Thinking the tech might remember what we’d gotten, I hurried down the hall. The large autopsy suite was deserted. I called upstairs, got Joe’s voice mail. Of course. Lunchtime.

Morgue photos?

It had been a Saturday. I’d worked alone. The bones had required no cleaning, so there’d been no risk of unintentional modification. Other than overview shots documenting condition upon arrival, I’d decided to delay photography until the skeleton was reassembled.

Scene photos?

Though a long shot, the right little finger might be visible in close-ups.

Climbing the back stairs to the main level, I exited to the lobby and took an unrestricted elevator to the second floor. A guy named Pellerin greeted me in the Service de l’identité judiciaire.

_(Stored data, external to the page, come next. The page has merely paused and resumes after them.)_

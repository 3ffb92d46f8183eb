//! Metrics collection and exposition.
//!
//! # Responsibilities
//! - Install the Prometheus exporter once at startup
//! - Define the counters recorded along the connection path
//!
//! # Metrics
//! - `rpc_handoffs_total` (counter): connections taken by the RPC accept loop
//! - `rpc_handoffs_dropped_total` (counter): connections closed because the RPC server stopped
//! - `rpc_disabled_connections_total` (counter): connections closed because RPC is disabled
//! - `dispatcher_connections_total` (counter): classified connections, by protocol
//! - `state_nodes`, `state_services` (gauges): emitted by the usage reporter

use std::net::SocketAddr;

use metrics::counter;
use metrics_exporter_prometheus::PrometheusBuilder;

/// Install the global recorder with a Prometheus scrape endpoint on `addr`.
pub fn init_metrics(addr: SocketAddr) {
    match PrometheusBuilder::new().with_http_listener(addr).install() {
        Ok(()) => tracing::info!(address = %addr, "Metrics exporter listening"),
        Err(e) => tracing::error!(address = %addr, error = %e, "Failed to install metrics exporter"),
    }
}

pub fn record_handoff() {
    counter!("rpc_handoffs_total").increment(1);
}

pub fn record_handoff_dropped() {
    counter!("rpc_handoffs_dropped_total").increment(1);
}

pub fn record_disabled_connection() {
    counter!("rpc_disabled_connections_total").increment(1);
}

pub fn record_dispatched(protocol: &'static str) {
    counter!("dispatcher_connections_total", "protocol" => protocol).increment(1);
}
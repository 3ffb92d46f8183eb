//! RPC server setup and configuration.
//!
//! # Responsibilities
//! - Create the Axum Router with all handlers
//! - Wire up middleware (tracing, request timeout)
//! - Serve the router on a [`MuxListener`]
//! - Graceful stop via the shared [`Shutdown`] trigger
//!
//! No TLS here: the physical listener in front of the dispatcher already
//! terminates it for every multiplexed protocol.

use std::future::Future;
use std::io;
use std::time::Duration;

use axum::{routing::get, Router};
use tower_http::{timeout::TimeoutLayer, trace::TraceLayer};

use crate::config::RpcConfig;
use crate::lifecycle::Shutdown;
use crate::net::mux_listener::MuxListener;
use crate::server::status;
use crate::server::Framework;

/// Axum-backed server for the multiplexed RPC protocol.
pub struct RpcServer {
    router: Router,
    shutdown: Shutdown,
}

impl RpcServer {
    /// Create a new RPC server with the given configuration.
    pub fn new(config: &RpcConfig) -> Self {
        Self {
            router: Self::build_router(config),
            shutdown: Shutdown::new(),
        }
    }

    /// Build the Axum router with all middleware layers.
    #[allow(deprecated)]
    fn build_router(config: &RpcConfig) -> Router {
        Router::new()
            .route("/v1/status", get(status::get_status))
            .layer(TimeoutLayer::new(Duration::from_secs(config.request_timeout_secs)))
            .layer(TraceLayer::new_for_http())
    }

    /// The router served on each handed-off connection.
    pub fn router(&self) -> Router {
        self.router.clone()
    }
}

impl Framework for RpcServer {
    type Error = io::Error;

    fn serve(&self, listener: MuxListener) -> impl Future<Output = io::Result<()>> + Send {
        let router = self.router.clone();
        let mut stop = self.shutdown.subscribe();
        let addr = listener.addr();

        async move {
            tracing::info!(address = %addr, "RPC server starting");

            axum::serve(listener, router)
                .with_graceful_shutdown(async move { stop.recv().await })
                .await?;

            tracing::info!(address = %addr, "RPC server stopped");
            Ok(())
        }
    }

    fn stop(&self) -> io::Result<()> {
        self.shutdown.trigger();
        Ok(())
    }
}
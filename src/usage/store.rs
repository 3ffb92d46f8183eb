//! Read-only view of catalog state polled by the usage reporter.

use std::collections::BTreeMap;
use std::sync::{PoisonError, RwLock};

use thiserror::Error;

/// Namespace used for services registered without one.
pub const DEFAULT_NAMESPACE: &str = "default";

#[derive(Debug, Clone, PartialEq, Eq)]
pub struct Node {
    pub name: String,
    pub address: String,
}

#[derive(Debug, Clone, PartialEq, Eq)]
pub struct ServiceEntry {
    /// Node the instance is registered on.
    pub node: String,
    /// Instance ID, unique per node.
    pub id: String,
    /// Logical service name; several instances may share it.
    pub service: String,
    pub port: u16,
    /// `None` when the deployment has no multi-tenancy.
    pub namespace: Option<String>,
}

impl ServiceEntry {
    pub fn namespace_or_default(&self) -> &str {
        self.namespace.as_deref().unwrap_or(DEFAULT_NAMESPACE)
    }
}

#[derive(Debug, Clone, PartialEq, Eq, Error)]
pub enum StoreError {
    #[error("unknown node {0:?}")]
    UnknownNode(String),

    #[error("state store unavailable: {0}")]
    Unavailable(String),
}

/// Snapshot queries the reporter relies on.
pub trait StateSnapshot: Send + Sync + 'static {
    fn nodes(&self) -> Result<Vec<Node>, StoreError>;

    /// Every registered service instance, across all namespaces.
    fn services(&self) -> Result<Vec<ServiceEntry>, StoreError>;
}

#[derive(Debug, Default)]
struct Catalog {
    nodes: BTreeMap<String, Node>,
    services: BTreeMap<(String, String), ServiceEntry>,
}

/// In-memory catalog keyed by node name and by (node, service id).
#[derive(Debug, Default)]
pub struct MemoryStore {
    inner: RwLock<Catalog>,
}

impl MemoryStore {
    pub fn new() -> Self {
        Self::default()
    }

    /// Insert or replace a node.
    pub fn ensure_node(&self, node: Node) {
        let mut catalog = self.inner.write().unwrap_or_else(PoisonError::into_inner);
        catalog.nodes.insert(node.name.clone(), node);
    }

    /// Insert or replace a service instance on an existing node.
    pub fn ensure_service(&self, service: ServiceEntry) -> Result<(), StoreError> {
        let mut catalog = self.inner.write().unwrap_or_else(PoisonError::into_inner);
        if !catalog.nodes.contains_key(&service.node) {
            return Err(StoreError::UnknownNode(service.node));
        }
        catalog
            .services
            .insert((service.node.clone(), service.id.clone()), service);
        Ok(())
    }
}

impl StateSnapshot for MemoryStore {
    fn nodes(&self) -> Result<Vec<Node>, StoreError> {
        let catalog = self.inner.read().unwrap_or_else(PoisonError::into_inner);
        Ok(catalog.nodes.values().cloned().collect())
    }

    fn services(&self) -> Result<Vec<ServiceEntry>, StoreError> {
        let catalog = self.inner.read().unwrap_or_else(PoisonError::into_inner);
        Ok(catalog.services.values().cloned().collect())
    }
}

#[cfg(test)]
mod tests {
    use super::*;

    fn node(name: &str) -> Node {
        Node {
            name: name.into(),
            address: "127.0.0.1".into(),
        }
    }

    fn service(node: &str, id: &str) -> ServiceEntry {
        ServiceEntry {
            node: node.into(),
            id: id.into(),
            service: id.into(),
            port: 5000,
            namespace: None,
        }
    }

    #[test]
    fn service_requires_known_node() {
        let store = MemoryStore::new();
        assert_eq!(
            store.ensure_service(service("ghost", "db")),
            Err(StoreError::UnknownNode("ghost".into()))
        );
        assert!(store.services().unwrap().is_empty());
    }

    #[test]
    fn ensure_replaces_by_key() {
        let store = MemoryStore::new();
        store.ensure_node(node("foo"));
        store.ensure_node(Node {
            name: "foo".into(),
            address: "10.0.0.9".into(),
        });
        assert_eq!(store.nodes().unwrap().len(), 1);
        assert_eq!(store.nodes().unwrap()[0].address, "10.0.0.9");

        store.ensure_service(service("foo", "db")).unwrap();
        let mut moved = service("foo", "db");
        moved.port = 6000;
        store.ensure_service(moved).unwrap();
        let services = store.services().unwrap();
        assert_eq!(services.len(), 1);
        assert_eq!(services[0].port, 6000);
    }

    #[test]
    fn missing_namespace_reads_as_default() {
        let mut svc = service("foo", "db");
        assert_eq!(svc.namespace_or_default(), DEFAULT_NAMESPACE);
        svc.namespace = Some("team-a".into());
        assert_eq!(svc.namespace_or_default(), "team-a");
    }
}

I requested the scene shots from the Oka recovery. Pellerin asked me to wait and disappeared into the back. After a short delay, he reappeared with a thick brown envelope. I thanked him and went back downstairs.

Sliding a spiral-bound album from the envelope, I started flipping through 5 by 7 color prints.

The opening sequence showed the usual terrain overviews, approach routes, and angles of a yellow-taped patch of earth. Only the tent was atypical.

I skipped quickly through those. My interest was in bones.

There were several photos of the skeleton lying in the pit, taken from a distance of at least six feet. Because the victim lay twisted to one side, the right hand and arm were difficult to see.

I tried a magnifying glass. It didn’t help much.

I continued flipping through prints.